People always ask me if you can train a cat like a dog. I usually smile and say, “No, and thank goodness for that.” It’s about learning to speak their language, I think. A strange language, really, made up of patience and clever trades. You have to somehow convince a cat that your idea was their brilliant idea from the very beginning.
A gentleman named Mark was in the clinic with his new kitten just the other day—a little orange storm he called Cheeto. He told me he’d owned dogs his whole life, so this was all new to him. As we were finishing up, he just asked me, completely sincere, “So, when do I sign him up for obedience school?”
I think I managed not to smile, but it was close. His question came from such a good, caring place, but it was like asking how to saddle a fish. You can’t. You have to learn to swim instead. And to really swim with a cat, you have to let go of everything you think you know about training and start from a place of respect for their ancient, unbothered soul.
The Case of the Unimpressed Persian
I remember a client years ago, a woman with a magnificent, fluffy white Persian named Duchess. Duchess had taken to scratching a beautiful antique chair, and her owner was at her wit’s end. “I tell her ‘No!’ in a firm voice,” she explained, exasperated. “I praise her and give her a cuddle when she uses the scratching post, but she just looks at me like I’m a crazy person.”
And in Duchess’s world, she was. What this lovely owner hadn’t yet grasped is that cats lack the “eager-to-please” gene that we bred so carefully into dogs. A dog finds deep satisfaction in praise; a cat finds satisfaction in things that are, well, satisfying to them. Duchess didn’t care if her owner was happy. She cared that the antique chair had a wonderfully textured fabric and scratching it felt good. We ended up wrapping the scratching post in a similar textured fabric and rubbing it with catnip. Suddenly, using the post was a better deal. It worked. The chair was saved. It wasn’t about obedience; it was just a better offer, plain and simple.

Finding Pixel’s Price
The key to any smart business deal is finding the right currency. Every cat has a price, and it’s rarely a pat on the head. I learned this most clearly from a tech-savvy client and his incredibly clever tabby, Pixel. The owner wanted to teach Pixel to come when called. He tried everything. He’d call “Pixel, come!” and offer a piece of her regular kibble. Pixel would look up from a nap, and you’d just get this slow blink. It was a look that said, “You must be joking,” right before she went back to sleep.

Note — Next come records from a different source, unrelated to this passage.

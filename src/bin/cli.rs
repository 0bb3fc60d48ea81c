//
//! CLI supporting `split`, `inspect`, `synth`, and `load`.
//!
//! Examples:
//! ```bash
//! fsdl-cli split    labels.tsv -o splits/ --fraction 0.8 --seed 42 --validation 1000
//! fsdl-cli inspect  labels.tsv
//! fsdl-cli synth    corpus/ --count 10000 --size 4096 --classes 10 --seed 7
//! fsdl-cli load     splits/train.tsv --root corpus/ -b 64 -w 8 --shuffle --epochs 2
//! ```

use anyhow::{Context, Result, bail};
use clap::{ArgAction, Parser, Subcommand};
use futures_util::StreamExt;
use rand::{Rng, RngCore, SeedableRng};
use std::fs;
use std::path::PathBuf;
use std::sync::Arc;
use std::time::Instant;

use fsdlio::constants::{AUTO_WORKER_COUNT, DEFAULT_HELD_OUT_FRACTION};
use fsdlio::{
    DataLoader, FileManifestDataset, FixedLength, LabelRecord, LabelTable, LoaderOptions,
    PartitionPlanner, RawU8Decoder, TransformPipeline,
};

#[derive(Parser)]
#[command(author, version, about)]
struct Cli {
    #[arg(short = 'v',
        long,
        action = ArgAction::Count,
        help = "Increase log verbosity: -v = Info, -vv = Debug",
    )]
    verbose: u8,

    #[command(subcommand)]
    cmd: Command,
}

#[derive(Subcommand)]
enum Command {
    /// Partition a manifest into train / validation / test manifests.
    Split {
        /// Input manifest (tab-separated, `path` column first).
        manifest: PathBuf,

        /// Directory the subset manifests are written into.
        #[arg(short, long, default_value = ".")]
        out_dir: PathBuf,

        /// Fraction of rows kept on the training side.
        #[arg(short, long, default_value_t = DEFAULT_HELD_OUT_FRACTION)]
        fraction: f64,

        /// Partitioning seed.
        #[arg(short, long, default_value_t = 0)]
        seed: u64,

        /// Rows carved from the kept subset for validation.
        #[arg(long, default_value_t = 0)]
        validation: usize,
    },

    /// Print a manifest's row count, label columns and class counts.
    Inspect {
        manifest: PathBuf,

        /// Also print the first N rows.
        #[arg(long, default_value_t = 0)]
        head: usize,
    },

    /// Generate a synthetic corpus (random-byte items plus a manifest).
    Synth {
        /// Output directory; items land in `<dir>/items/`, the manifest at
        /// `<dir>/labels.tsv`.
        dir: PathBuf,

        /// Number of items to generate.
        #[arg(short, long, default_value_t = 1000)]
        count: usize,

        /// Bytes per item.
        #[arg(short, long, default_value_t = 4096)]
        size: usize,

        /// Number of label classes.
        #[arg(long, default_value_t = 10)]
        classes: i64,

        /// Generation seed.
        #[arg(long, default_value_t = 0)]
        seed: u64,
    },

    /// Stream a manifest through the pool loader and report throughput.
    Load {
        manifest: PathBuf,

        /// Root directory the manifest paths resolve against.
        #[arg(short, long)]
        root: PathBuf,

        #[arg(short, long, default_value_t = 64)]
        batch_size: usize,

        /// Worker tasks; 0 runs synchronously.
        #[arg(short = 'w', long, default_value_t = *AUTO_WORKER_COUNT)]
        workers: usize,

        /// In-flight batch cap.
        #[arg(short, long, default_value_t = 4)]
        prefetch: usize,

        /// Visit rows in seeded shuffled order.
        #[arg(long)]
        shuffle: bool,

        #[arg(long, default_value_t = 0)]
        seed: u64,

        /// Tensor length every item is truncated/padded to.
        #[arg(long, default_value_t = 4096)]
        sample_len: usize,

        #[arg(long, default_value_t = 1)]
        epochs: u64,

        /// Drop the final short batch of each epoch.
        #[arg(long)]
        drop_last: bool,
    },
}

#[tokio::main]
async fn main() -> Result<()> {
    // Loads any variables from .env file that are not already set
    dotenvy::dotenv().ok();

    let cli = Cli::parse();

    // Initialise logging once, based on how many `-v` flags were given:
    let filter = match cli.verbose {
        0 => "warn",
        1 => "info",
        _ => "debug",
    };
    env_logger::Builder::from_env(env_logger::Env::default().default_filter_or(filter)).init();

    match cli.cmd {
        Command::Split { manifest, out_dir, fraction, seed, validation } => {
            cmd_split(&manifest, &out_dir, fraction, seed, validation)
        }
        Command::Inspect { manifest, head } => cmd_inspect(&manifest, head),
        Command::Synth { dir, count, size, classes, seed } => {
            cmd_synth(&dir, count, size, classes, seed)
        }
        Command::Load {
            manifest,
            root,
            batch_size,
            workers,
            prefetch,
            shuffle,
            seed,
            sample_len,
            epochs,
            drop_last,
        } => {
            cmd_load(
                &manifest, &root, batch_size, workers, prefetch, shuffle, seed, sample_len,
                epochs, drop_last,
            )
            .await
        }
    }
}

fn cmd_split(
    manifest: &PathBuf,
    out_dir: &PathBuf,
    fraction: f64,
    seed: u64,
    validation: usize,
) -> Result<()> {
    let table = LabelTable::read_tsv(manifest)
        .with_context(|| format!("reading manifest {}", manifest.display()))?;

    let subsets = PartitionPlanner::new(fraction, seed)?
        .with_validation_size(validation)
        .split_tables(&table)?;

    fs::create_dir_all(out_dir)?;
    subsets.train.write_tsv(out_dir.join("train.tsv"))?;
    subsets.test.write_tsv(out_dir.join("test.tsv"))?;
    println!("train:      {:>8} rows", subsets.train.len());
    if let Some(val) = &subsets.validation {
        val.write_tsv(out_dir.join("validation.tsv"))?;
        println!("validation: {:>8} rows", val.len());
    }
    println!("test:       {:>8} rows", subsets.test.len());
    Ok(())
}

fn cmd_inspect(manifest: &PathBuf, head: usize) -> Result<()> {
    let table = LabelTable::read_tsv(manifest)?;
    println!("rows: {}", table.len());
    for (col, name) in table.label_columns().iter().enumerate() {
        println!("label '{}': {} classes", name, table.num_classes(col));
    }
    for rec in table.records().iter().take(head) {
        println!("{}\t{:?}", rec.path, rec.labels);
    }
    Ok(())
}

fn cmd_synth(dir: &PathBuf, count: usize, size: usize, classes: i64, seed: u64) -> Result<()> {
    if classes <= 0 {
        bail!("--classes must be positive");
    }
    let items = dir.join("items");
    fs::create_dir_all(&items)?;

    let mut rng = rand::rngs::StdRng::seed_from_u64(seed);
    let mut buf = vec![0u8; size];
    let mut records = Vec::with_capacity(count);
    for i in 0..count {
        rng.fill_bytes(&mut buf);
        let name = format!("items/item_{i:06}.bin");
        fs::write(dir.join(&name), &buf)?;
        records.push(LabelRecord {
            path: name,
            labels: vec![rng.random_range(0..classes)],
        });
    }

    let table = LabelTable::new(vec!["class".to_string()], records)?;
    let manifest = dir.join("labels.tsv");
    table.write_tsv(&manifest)?;
    println!(
        "wrote {} items of {} bytes and manifest {}",
        count,
        size,
        manifest.display()
    );
    Ok(())
}

#[allow(clippy::too_many_arguments)]
async fn cmd_load(
    manifest: &PathBuf,
    root: &PathBuf,
    batch_size: usize,
    workers: usize,
    prefetch: usize,
    shuffle: bool,
    seed: u64,
    sample_len: usize,
    epochs: u64,
    drop_last: bool,
) -> Result<()> {
    let table = Arc::new(LabelTable::read_tsv(manifest)?);
    let pipeline = TransformPipeline::new(Arc::new(RawU8Decoder))
        .then(Arc::new(FixedLength { len: sample_len }));
    let dataset = FileManifestDataset::new(table, root.clone(), pipeline);

    let opts = LoaderOptions::default()
        .with_batch_size(batch_size)
        .drop_last(drop_last)
        .shuffle(shuffle, seed)
        .num_workers(workers)
        .prefetch(prefetch);
    let loader = DataLoader::new(dataset, opts)?;

    let start = Instant::now();
    let mut batches = 0u64;
    let mut items = 0u64;
    let mut failures = 0u64;
    for epoch in 0..epochs {
        let mut stream = loader.epoch_stream(epoch);
        while let Some(result) = stream.next().await {
            match result {
                Ok(batch) => {
                    batches += 1;
                    items += batch.len() as u64;
                }
                Err(e) => {
                    eprintln!("{e}");
                    failures += 1;
                }
            }
        }
    }
    let elapsed = start.elapsed();

    println!(
        "{} epochs, {} batches, {} items ({} failed batches) in {}",
        epochs,
        batches,
        items,
        failures,
        humantime::format_duration(elapsed)
    );
    if elapsed.as_secs_f64() > 0.0 {
        println!("{:.0} items/s", items as f64 / elapsed.as_secs_f64());
    }
    Ok(())
}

He was about to give up when we talked about the concept of “high-value” treats. It’s not a snack; it’s a jackpot. For Pixel, after much experimentation, that jackpot was a tiny flake of freeze-dried salmon. The moment he swapped the boring kibble for the salmon, it was like a switch flipped in Pixel’s brain. The call “Pixel, come!” no longer meant “Your tall, loud servant wants something.” It meant “There is a 100% chance of delicious salmon appearing right now.” Suddenly, coming when called was the best idea Pixel had ever heard. The training wasn’t about the command; it was about the currency.

Cheeto’s Two-Minute High-Five
When Mark and Cheeto came in a few weeks later, we talked about it again. We landed on the idea that maybe hour-long sessions were the problem. A cat’s interest is a flickering flame, not a steady furnace. “Try for two minutes,” I suggested. “Just two minutes. And end it while he’s still having fun.”
He called me a week later, laughing. He’d been trying to teach Cheeto to give a high-five. His first attempt was a ten-minute disaster that ended with Cheeto batting at his hand and then stalking off in a huff. The next day, he tried my approach. He told me that the next day, when Cheeto was all relaxed, he got the good treats out. The whole thing barely lasted a minute, and he’d already gotten two little taps on the hand. Then he stopped. Cheeto looked at him, confused, wanting more. The next session was two minutes. By the end of the week, Cheeto was bopping his hand on command, a tiny, furry genius.
Mark didn’t get the “obedient” pet he thought he was getting. He got something far more interesting: a partner in a clever game. And that’s the beautiful truth of it. You don’t train a cat to control them. You train them to connect with them, to engage their brilliant minds, and to finally understand the delightful, transactional language they were speaking all along.